Jovem em coma induzido depois do parto só tomou uma dose da Coronavac: “disseram a ela que ia fazer mal ao bebe”, afirma a mãe

Estado de saúde de Iasmin se agravou nesta terça-feira (18).

Iasmin Ingrid Barbosa, de 25 anos, continua intubada e em coma induzido no Hospital Costa do Cacau. Ela foi transferida para a unidade de saúde na última quarta-feira (12), após dar à luz na maternidade Dr. Joaquim Sampaio, em Ilhéus.

O parto teve complicações e o bebê ingeriu  mecônio dentro da barriga da mãe (relembre aqui). Familiares dizem que o procedimento demorou a ser realizado.

Em contato com o BG, familiares alegaram, inicialmente, falta de clareza nas informações sobre o estado de saúde de Iasmin. Como exemplo, a mãe da jovem, Dona Leninha, citou a incerteza sobre a realização do exame angiotomografia. Antes, médicos disseram que o exame era necessário. Hoje explicaram que é dispensável.

No entanto, após a repercussão da matéria publicada pelo Blog do Gusmão na última segunda-feira (17),  Dona Leninha afirmou que foi contactada por telefone pela equipe médica do Costa do Cacau e recebeu a notícia de que a sua filha passou a reagir bem ao tratamento com antibióticos, após ter sido diagnosticada com pneumonia.

Infelizmente, nesta terça-feira (18), a família foi avisada que o quadro de saúde voltou a se agravar.

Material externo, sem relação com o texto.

#[cfg(test)]
mod tests {
    use super::*;
    use serde_json::json;

    const RECIPIENT: &str = "0x00000000000000000000000000000000000000aa";
    const TOKEN_A: &str = "0x00000000000000000000000000000000000000c1";
    const TOKEN_B: &str = "0x00000000000000000000000000000000000000c2";

    fn entitlement(contract: &str, id: Option<Value>, amount: Value) -> RawEntitlement {
        RawEntitlement {
            contract_address: Some(contract.to_string()),
            id,
            amount: Some(amount),
        }
    }

    fn raw_claim(to: &str, entitlements: Vec<RawEntitlement>) -> RawClaim {
        RawClaim {
            to: Some(to.to_string()),
            entitlements,
            index: None,
            salt: None,
        }
    }

    fn assert_claim_data_error(result: ClaimTreeResult<Claim>, needle: &str) {
        match result {
            Err(ClaimTreeError::ClaimData { reason, .. }) => assert!(
                reason.contains(needle),
                "expected reason containing '{needle}', got '{reason}'"
            ),
            other => panic!("expected ClaimData error, got {other:?}"),
        }
    }

    #[test]
    fn test_entitlements_are_sorted_by_token_type() {
        let raw = raw_claim(
            RECIPIENT,
            vec![
                entitlement(TOKEN_B, None, json!(1)),
                entitlement(TOKEN_A, Some(json!(9)), json!(2)),
                entitlement(TOKEN_A, Some(json!("3")), json!(3)),
            ],
        );

        let claim = normalize_claim(&raw, 0, DuplicatePolicy::Reject).unwrap();
        let order: Vec<(u8, U256)> = claim
            .entitlements
            .iter()
            .map(|e| (e.token.contract.0[19], e.token.token_id))
            .collect();

        assert_eq!(
            order,
            vec![
                (0xc1, U256::from(3)),
                (0xc1, U256::from(9)),
                (0xc2, U256::ZERO)
            ]
        );
    }

    #[test]
    fn test_amount_encodings() {
        assert_eq!(parse_uint(&json!(100)).unwrap(), U256::from(100));
        assert_eq!(parse_uint(&json!("0100")).unwrap(), U256::from(100));
        assert_eq!(parse_uint(&json!("0x64")).unwrap(), U256::from(100));
        assert_eq!(parse_uint(&json!(" 7 ")).unwrap(), U256::from(7));

        let large = "115792089237316195423570985008687907853269984665640564039457584007913129639935";
        assert_eq!(parse_uint(&json!(large)).unwrap(), U256::MAX);
    }

    #[test]
    fn test_amount_rejections() {
        assert!(parse_uint(&json!(-1)).unwrap_err().contains("negative"));
        assert!(parse_uint(&json!("-5")).unwrap_err().contains("negative"));
        assert!(parse_uint(&json!(1.5)).is_err());
        assert!(parse_uint(&json!("1.5")).is_err());
        assert!(parse_uint(&json!("abc")).is_err());
        assert!(parse_uint(&json!("")).is_err());
        assert!(parse_uint(&json!(true)).is_err());
        assert!(parse_uint(&json!(null)).is_err());

        let too_wide = "115792089237316195423570985008687907853269984665640564039457584007913129639936";
        assert!(parse_uint(&json!(too_wide))
            .unwrap_err()
            .contains("exceeds 256 bits"));
    }

    #[test]
    fn test_address_checksum_rules() {
        let lower = "0x5aaeb6053f3e94c9b9a09f33669435e7ef1beaed";
        let upper = "0x5AAEB6053F3E94C9B9A09F33669435E7EF1BEAED";
        let checksummed = "0x5aAeb6053F3E94C9b9A09f33669435E7Ef1BeAed";
        let bad_checksum = "0x5aAeb6053F3E94C9b9A09f33669435E7Ef1BeAeD";

        let address = parse_address(lower).unwrap();
        assert_eq!(parse_address(upper).unwrap(), address);
        assert_eq!(parse_address(checksummed).unwrap(), address);
        assert_eq!(address.to_checksum(None), checksummed);
        assert!(parse_address(bad_checksum).unwrap_err().contains("checksum"));

        assert!(parse_address("0x1234").is_err());
        assert!(parse_address("0xzz00000000000000000000000000000000000000").is_err());
        assert!(parse_address("00000000000000000000000000000000000000aa").is_ok());
    }

    #[test]
    fn test_missing_fields() {
        let mut raw = raw_claim(RECIPIENT, vec![entitlement(TOKEN_A, None, json!(1))]);
        raw.to = None;
        assert_claim_data_error(
            normalize_claim(&raw, 0, DuplicatePolicy::Reject),
            "missing recipient",
        );

        let raw = raw_claim(RECIPIENT, vec![]);
        assert_claim_data_error(
            normalize_claim(&raw, 0, DuplicatePolicy::Reject),
            "no entitlements",
        );

        let raw = raw_claim(
            RECIPIENT,
            vec![RawEntitlement {
                contract_address: Some(TOKEN_A.to_string()),
                id: None,
                amount: None,
            }],
        );
        assert_claim_data_error(
            normalize_claim(&raw, 0, DuplicatePolicy::Reject),
            "missing amount",
        );

        let raw = raw_claim(
            RECIPIENT,
            vec![RawEntitlement {
                contract_address: None,
                id: None,
                amount: Some(json!(1)),
            }],
        );
        assert_claim_data_error(
            normalize_claim(&raw, 0, DuplicatePolicy::Reject),
            "missing contract",
        );
    }

    #[test]
    fn test_zero_recipient_rejected() {
        let raw = raw_claim(
            "0x0000000000000000000000000000000000000000",
            vec![entitlement(TOKEN_A, None, json!(1))],
        );
        assert_claim_data_error(
            normalize_claim(&raw, 0, DuplicatePolicy::Reject),
            "zero address",
        );
    }

    #[test]
    fn test_duplicate_token_within_claim() {
        let raw = raw_claim(
            RECIPIENT,
            vec![
                entitlement(TOKEN_A, None, json!(10)),
                entitlement(TOKEN_A, Some(json!(0)), json!(5)),
            ],
        );

        assert_claim_data_error(
            normalize_claim(&raw, 0, DuplicatePolicy::Reject),
            "duplicate token",
        );

        let merged = normalize_claim(&raw, 0, DuplicatePolicy::Allow).unwrap();
        assert_eq!(merged.entitlements.len(), 1);
        assert_eq!(merged.entitlements[0].amount, U256::from(15));
    }

    #[test]
    fn test_duplicate_sum_overflow() {
        let raw = raw_claim(
            RECIPIENT,
            vec![
                entitlement(TOKEN_A, None, json!(format!("{}", U256::MAX))),
                entitlement(TOKEN_A, None, json!(1)),
            ],
        );
        assert_claim_data_error(
            normalize_claim(&raw, 0, DuplicatePolicy::Allow),
            "overflows",
        );
    }

    #[test]
    fn test_duplicate_recipient_token_across_claims() {
        let claims = vec![
            raw_claim(RECIPIENT, vec![entitlement(TOKEN_A, None, json!(1))]),
            raw_claim(RECIPIENT, vec![entitlement(TOKEN_A, None, json!(2))]),
        ];

        let err = normalize_claims(&claims, DuplicatePolicy::Reject).unwrap_err();
        assert!(matches!(err, ClaimTreeError::ClaimData { index: 1, .. }));

        let allowed = normalize_claims(&claims, DuplicatePolicy::Allow).unwrap();
        assert_eq!(allowed.len(), 2);
    }

    #[test]
    fn test_indices_default_to_position() {
        let mut second = raw_claim(TOKEN_B, vec![entitlement(TOKEN_A, None, json!(2))]);
        second.index = Some(42);
        let claims = vec![
            raw_claim(RECIPIENT, vec![entitlement(TOKEN_A, None, json!(1))]),
            second,
            raw_claim(TOKEN_A, vec![entitlement(TOKEN_A, None, json!(3))]),
        ];

        let normalized = normalize_claims(&claims, DuplicatePolicy::Reject).unwrap();
        let indices: Vec<u64> = normalized.iter().map(|c| c.index).collect();
        assert_eq!(indices, vec![0, 42, 2]);
    }

    #[test]
    fn test_duplicate_claim_index_rejected() {
        // Explicit index 0 clashes with the first claim's position
        let mut second = raw_claim(TOKEN_B, vec![entitlement(TOKEN_A, None, json!(2))]);
        second.index = Some(0);
        let claims = vec![
            raw_claim(RECIPIENT, vec![entitlement(TOKEN_A, None, json!(1))]),
            second,
        ];

        for policy in [DuplicatePolicy::Reject, DuplicatePolicy::Allow] {
            match normalize_claims(&claims, policy) {
                Err(ClaimTreeError::ClaimData { index, reason }) => {
                    assert_eq!(index, 0);
                    assert!(reason.contains("duplicate claim index"));
                }
                other => panic!("expected ClaimData error, got {other:?}"),
            }
        }
    }

    #[test]
    fn test_salt_parsing() {
        let mut raw = raw_claim(RECIPIENT, vec![entitlement(TOKEN_A, None, json!(1))]);
        raw.salt = Some(format!("0x{}", "ab".repeat(32)));
        let claim = normalize_claim(&raw, 0, DuplicatePolicy::Reject).unwrap();
        assert_eq!(claim.salt, Some(B256::repeat_byte(0xab)));

        raw.salt = Some("0x1234".to_string());
        assert_claim_data_error(
            normalize_claim(&raw, 0, DuplicatePolicy::Reject),
            "expected 32 bytes",
        );
    }
}
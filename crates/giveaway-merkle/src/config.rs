use serde::{Deserialize, Serialize};

use crate::ProofFormat;

/// Upper bound on claims per build unless configured otherwise.
pub const DEFAULT_MAX_CLAIMS: usize = 1 << 22;

/// How repeated recipient/token-type combinations are treated.
#[derive(Debug, Clone, Copy, PartialEq, Eq, Default, Serialize, Deserialize)]
#[serde(rename_all = "snake_case")]
pub enum DuplicatePolicy {
    /// Any repeated recipient + token type is a claim data error.
    #[default]
    Reject,
    /// Repeats inside one claim are summed; repeats across claims are kept
    /// as separate claims (their salts still keep the leaves distinct).
    Allow,
}

/// Configuration for compiling a claim set
#[derive(Debug, Clone, PartialEq, Eq, Serialize, Deserialize)]
#[serde(default)]
pub struct BuildConfig {
    /// Treatment of duplicate recipient/token-type entries
    pub duplicate_policy: DuplicatePolicy,

    /// Whether proofs carry left/right bits in addition to sibling hashes
    pub proof_format: ProofFormat,

    /// Maximum number of claims accepted in a single build
    pub max_claims: usize,
}

impl Default for BuildConfig {
    fn default() -> Self {
        Self {
            duplicate_policy: DuplicatePolicy::Reject,
            proof_format: ProofFormat::SortedPair,
            max_claims: DEFAULT_MAX_CLAIMS,
        }
    }
}
use crate::error::{CliError, CliResult};
use giveaway_claims::{format_b256, read_proofs_json, read_root_hash, verify_record};
use std::collections::HashSet;
use std::path::PathBuf;
use tracing::{debug, warn};

/// Re-derive every leaf in a proof file and fold its proof against the root.
pub fn execute(proofs: PathBuf, root: PathBuf) -> CliResult<usize> {
    let root = read_root_hash(&root)?;
    let records = read_proofs_json(&proofs)?;

    println!("Verifying {} proofs against root {}", records.len(), format_b256(&root));

    let mut failed = Vec::new();
    let mut repeated = Vec::new();
    let mut seen_indexes = HashSet::new();
    for record in &records {
        if !seen_indexes.insert(record.index) {
            warn!("Claim index {} appears more than once", record.index);
            repeated.push(record.index);
        }

        if verify_record(record, &root)? {
            debug!("Claim {} verified", record.index);
        } else {
            warn!("Claim {} does not verify", record.index);
            failed.push(record.index);
        }
    }

    if !failed.is_empty() {
        return Err(CliError::Verification(format!(
            "{} of {} proofs do not fold to the root (claims {:?})",
            failed.len(),
            records.len(),
            failed
        )));
    }

    if !repeated.is_empty() {
        return Err(CliError::Verification(format!(
            "Claim indexes repeated in proof file: {:?}",
            repeated
        )));
    }

    println!("✅ All {} proofs verify", records.len());
    Ok(records.len())
}
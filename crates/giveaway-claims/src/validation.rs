/*!
# Claim File Validation & I/O

Readers for claim-set files and writers for the two build artifacts. The
artifact names match the ones the deployment scripts look for, so a root
written here can be picked up by the registration step unchanged.
*/

use crate::{
    errors::{ClaimsIoError, ClaimsIoResult},
    schemas::{format_b256, ClaimProofRecord, ClaimsCsvRow, CLAIMS_CSV_HEADERS},
};
use csv::Reader;
use giveaway_merkle::{parse_salt, RawClaim, RawEntitlement, B256};
use serde_json::Value;
use std::collections::HashMap;
use std::ffi::OsString;
use std::fs::{self, File};
use std::io::{BufReader, BufWriter, Write};
use std::path::{Path, PathBuf};
use tracing::{debug, info, warn};

// ================================================================================================
// Artifact Paths
// ================================================================================================

/// Locations of the artifacts for one giveaway on one network.
#[derive(Debug, Clone, PartialEq, Eq)]
pub struct ArtifactPaths {
    pub proofs: PathBuf,
    pub root_hash: PathBuf,
}

impl ArtifactPaths {
    pub fn new<P: AsRef<Path>>(out_dir: P, network: &str, giveaway: &str, chain_id: u64) -> Self {
        let dir = out_dir.as_ref().join(network);
        Self {
            proofs: dir.join(format!(
                ".multi_claims_proofs_{}_{}.json",
                giveaway, chain_id
            )),
            root_hash: dir.join(format!(
                ".multi_claims_root_hash_{}_{}.json",
                giveaway, chain_id
            )),
        }
    }
}

// ================================================================================================
// Claim-set Reading with Validation
// ================================================================================================

/// Read a JSON claim-set file (an array of claim records).
pub fn read_claims_json<P: AsRef<Path>>(path: P) -> ClaimsIoResult<Vec<RawClaim>> {
    let file = File::open(path.as_ref())?;
    let claims: Vec<RawClaim> = serde_json::from_reader(BufReader::new(file))?;

    if claims.is_empty() {
        return Err(ClaimsIoError::SchemaValidation(
            "Claims JSON file is empty".to_string(),
        ));
    }

    debug!(
        "Read {} claims from {}",
        claims.len(),
        path.as_ref().display()
    );
    Ok(claims)
}

/// Read a flat claims CSV, merging rows that share a recipient.
///
/// Claims come out in the order their recipient first appears.
pub fn read_claims_csv<P: AsRef<Path>>(path: P) -> ClaimsIoResult<Vec<RawClaim>> {
    let file = File::open(path.as_ref())?;
    let mut rdr = Reader::from_reader(file);

    // Validate headers
    let headers = rdr.headers()?;
    validate_headers(headers.iter(), CLAIMS_CSV_HEADERS, "claims.csv")?;

    let mut rows = Vec::new();
    for result in rdr.deserialize() {
        let row: ClaimsCsvRow = result?;
        rows.push(row);
    }

    if rows.is_empty() {
        return Err(ClaimsIoError::SchemaValidation(
            "Claims CSV file is empty".to_string(),
        ));
    }

    let claims = group_rows(rows);
    debug!(
        "Read {} claims from {}",
        claims.len(),
        path.as_ref().display()
    );
    Ok(claims)
}

/// Read either format, picked by file extension (`.csv`, anything else is
/// JSON).
pub fn read_claims<P: AsRef<Path>>(path: P) -> ClaimsIoResult<Vec<RawClaim>> {
    let is_csv = path
        .as_ref()
        .extension()
        .is_some_and(|ext| ext.eq_ignore_ascii_case("csv"));

    if is_csv {
        read_claims_csv(path)
    } else {
        read_claims_json(path)
    }
}

fn group_rows(rows: Vec<ClaimsCsvRow>) -> Vec<RawClaim> {
    let mut claims: Vec<RawClaim> = Vec::new();
    let mut by_recipient: HashMap<String, usize> = HashMap::new();

    for row in rows {
        let key = row.recipient.trim().to_ascii_lowercase();
        let position = *by_recipient.entry(key).or_insert_with(|| {
            claims.push(RawClaim {
                to: Some(row.recipient.trim().to_string()),
                ..Default::default()
            });
            claims.len() - 1
        });

        let token_id = row.token_id.trim();
        claims[position].entitlements.push(RawEntitlement {
            contract_address: Some(row.contract.trim().to_string()),
            id: (!token_id.is_empty()).then(|| Value::String(token_id.to_string())),
            amount: Some(Value::String(row.amount.trim().to_string())),
        });
    }

    claims
}

// ================================================================================================
// Artifact Writing
// ================================================================================================

/// Write the proof records as a pretty-printed JSON array.
pub fn write_proofs_json<P: AsRef<Path>>(path: P, records: &[ClaimProofRecord]) -> ClaimsIoResult<()> {
    let path = path.as_ref();
    ensure_parent_dir(path)?;

    let staging = staging_path(path);
    stage_proofs(&staging, records)?;
    fs::rename(&staging, path)?;

    info!("Wrote {} proofs to {}", records.len(), path.display());
    Ok(())
}

/// Write the proof file and the root file of one build.
///
/// Both files are fully written to staging paths before either is renamed
/// into place, so a failed write leaves the previous build's pair untouched.
pub fn write_artifacts(
    paths: &ArtifactPaths,
    records: &[ClaimProofRecord],
    root: &B256,
) -> ClaimsIoResult<()> {
    ensure_parent_dir(&paths.proofs)?;
    ensure_parent_dir(&paths.root_hash)?;

    let proofs_staging = staging_path(&paths.proofs);
    let root_staging = staging_path(&paths.root_hash);

    let staged = stage_proofs(&proofs_staging, records).and_then(|()| {
        fs::write(&root_staging, format_b256(root)).map_err(ClaimsIoError::from)
    });
    if let Err(e) = staged {
        discard_staged(&[&proofs_staging, &root_staging]);
        return Err(e);
    }

    fs::rename(&proofs_staging, &paths.proofs)?;
    fs::rename(&root_staging, &paths.root_hash)?;

    info!(
        "Wrote {} proofs to {} and root {} to {}",
        records.len(),
        paths.proofs.display(),
        format_b256(root),
        paths.root_hash.display()
    );
    Ok(())
}

pub fn read_proofs_json<P: AsRef<Path>>(path: P) -> ClaimsIoResult<Vec<ClaimProofRecord>> {
    let file = File::open(path)?;
    let records: Vec<ClaimProofRecord> = serde_json::from_reader(BufReader::new(file))?;

    if records.is_empty() {
        return Err(ClaimsIoError::SchemaValidation(
            "Proof file is empty".to_string(),
        ));
    }
    Ok(records)
}

/// Write the root as `0x`-prefixed hex with no trailing newline.
///
/// The file is written next to its destination and renamed into place, so a
/// reader never sees a partial root.
pub fn write_root_hash<P: AsRef<Path>>(path: P, root: &B256) -> ClaimsIoResult<()> {
    let path = path.as_ref();
    ensure_parent_dir(path)?;

    let staging = staging_path(path);
    fs::write(&staging, format_b256(root))?;
    fs::rename(&staging, path)?;

    info!("Wrote root {} to {}", format_b256(root), path.display());
    Ok(())
}

pub fn read_root_hash<P: AsRef<Path>>(path: P) -> ClaimsIoResult<B256> {
    let contents = fs::read_to_string(path)?;
    let contents = contents.trim();
    // Tolerate a JSON-quoted root
    let contents = contents.trim_matches('"');

    parse_salt(contents)
        .map_err(|e| ClaimsIoError::InvalidFormat(format!("Root hash file: {}", e)))
}

fn stage_proofs(staging: &Path, records: &[ClaimProofRecord]) -> ClaimsIoResult<()> {
    let mut writer = BufWriter::new(File::create(staging)?);
    serde_json::to_writer_pretty(&mut writer, records)?;
    writer.flush()?;
    Ok(())
}

/// `<name>.tmp` next to the destination, on the same filesystem.
fn staging_path(path: &Path) -> PathBuf {
    let mut name = path.file_name().map(OsString::from).unwrap_or_default();
    name.push(".tmp");
    path.with_file_name(name)
}

fn discard_staged(staged: &[&Path]) {
    for path in staged {
        if path.is_file() {
            if let Err(e) = fs::remove_file(path) {
                warn!("Could not remove staged file {}: {}", path.display(), e);
            }
        }
    }
}

fn ensure_parent_dir(path: &Path) -> ClaimsIoResult<()> {
    if let Some(parent) = path.parent() {
        if !parent.as_os_str().is_empty() {
            fs::create_dir_all(parent)?;
        }
    }
    Ok(())
}

// ================================================================================================
// Validation Helpers
// ================================================================================================

/// Validate that CSV headers match expected schema exactly
fn validate_headers<'a, I>(actual: I, expected: &[&str], file_type: &str) -> ClaimsIoResult<()>
where
    I: Iterator<Item = &'a str>,
{
    let actual_headers: Vec<&str> = actual.collect();

    if actual_headers.len() != expected.len() {
        return Err(ClaimsIoError::SchemaValidation(format!(
            "{}: expected {} headers, found {}",
            file_type,
            expected.len(),
            actual_headers.len()
        )));
    }

    for (i, (actual, expected)) in actual_headers.iter().zip(expected.iter()).enumerate() {
        if actual != expected {
            return Err(ClaimsIoError::SchemaValidation(format!(
                "{}: header {} should be '{}', found '{}'",
                file_type, i, expected, actual
            )));
        }
    }

    Ok(())
}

Iasmin está hospitalizada na ala dedicada aos pacientes com suspeita ou confirmação de Covid-19. Quando estava na maternidade ela fez o exame RT-PCR, cujo resultado deu negativo.

Para a reportagem do BG, Dona Leninha também revelou que a filha foi influenciada pelo negacionismo das vacinas. Iasmin só tomou a primeira dose da Coronavac no dia 13 de dezembro do ano passado, menos de um mês antes do parto.

Por conta de boatos que colocam em dúvida a segurança da vacina em mulheres grávidas, Dona Leninha conta que a filha relutou em receber o imunizante durante a maior parte da gestação. Há poucos dias do parto, ela foi convencida por uma médica a aceitar a primeira dose. A segunda dose seria aplicada no dia 10 de janeiro, mas infelizmente ela foi internada em situação grave.

Segundo a mãe de Iasmin, a filha apresentava discreta tosse quando começou a sentir as contrações do parto. Dona Leninha afirmou que também apresenta sintomas de gripe. Ela, que já tomou as duas primeiras doses da vacina contra a Covid-19, acompanhou a filha nas idas à maternidade.

Vacinação para grávidas e lactantes

No final do ano passado, a Opas (Organização Pan-Americana da Saúde, braço da OMS) emitiu um alerta para o Brasil e outros países da América para que priorizassem a vacinação em gestantes e lactantes, consideradas como “grupo de risco”  para Covid-19.

Essas mulheres têm maior chance de desenvolvimento de complicações em caso de contaminação pelo novo coronavírus, que também pode causar partos prematuros, de acordo com um estudo feito no Reino Unido.

A Rede Nacional de Saúde apontou que no Brasil, até 9 de dezembro de 2021, apenas 21% das 3 milhões de grávidas haviam recebido a segunda dose da vacina.

Especialistas em imunização de todo o mundo apontam que as vacinas disponíveis são seguros para as grávidas, e que a disseminação de notícias falsas sobre o assunto é um dos motivos da falta adesão.